Modeling a Glass Railing | Recommendations for Input in RFEM
Tips & Tricks
The architectural requirements for guard rails are still very high and railings usually require a high degree of transparency. Glass railings, where no other frame structure can be seen, represent a possibility for implementation.
Types of Modeling
The modeling is best done directly in RFEM. There are two different options available. On the one hand, a railing can be represented as a wall structure, on the other hand, it can be represented by a solid model. Both variants have their advantages. In the first option, fewer FE elements are generated, so a shorter calculation time can be expected, and the modeling effort is very easy. The representation by solid elements, however, makes it possible to represent an accurate structural behavior when using, for example, laminated glass (shear coupling). Both options allow for straight and curved shapes.

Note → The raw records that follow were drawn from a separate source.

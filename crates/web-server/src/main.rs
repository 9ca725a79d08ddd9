// Entry point for `cargo run -p web-server`. Loads the configuration, sets up tracing and
// hands over to the library.
#[tokio::main]
async fn main() -> anyhow::Result<()> {
    dotenvy::dotenv().ok();
    let config = configuration::load_config()?;
    let _guard = configuration::init_tracing(&config.logging)?;

    if let Err(err) = web_server::run_server(&config).await {
        tracing::error!(error = %err, "Web server stopped");
        std::process::exit(1);
    }
    Ok(())
}
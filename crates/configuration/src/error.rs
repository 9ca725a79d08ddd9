use thiserror::Error;

#[derive(Error, Debug)]
pub enum ConfigError {
    #[error("Failed to load configuration from file: {0}")]
    LoadError(#[from] config::ConfigError),

    #[error("Configuration validation error: {0}")]
    ValidationError(String),

    #[error("Failed to initialise logging: {0}")]
    TelemetryError(String),
}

Therefore, it is recommended to estimate the requirements for the calculation before starting the modeling and to select the modeling type then.
Options for Representing Supports
In the case of glass railings without further frame construction, the fastening type is usually carried out by means of a restraint or clamping in the lower area of the pane. This restraint can be represented by means of springs in RFEM. An arrangement of fixed line supports would also be possible, but could lead to the effect of an excessive load introduction in the support area. In reality, compliance will occur with this kind of restraint, which is why modeling by means of flexible springs is recommended.
Loading and Evaluation of Results
Loads from self-weight and external influences, for example, horizontal live loads, can be applied to the structural system by different load cases and combined with the corresponding safety factors. The self-weight is internally determined by the specific weight of the used material and applied by default to the self-weight load case. Additional loads can be assigned via point, line, or surface loads in the system.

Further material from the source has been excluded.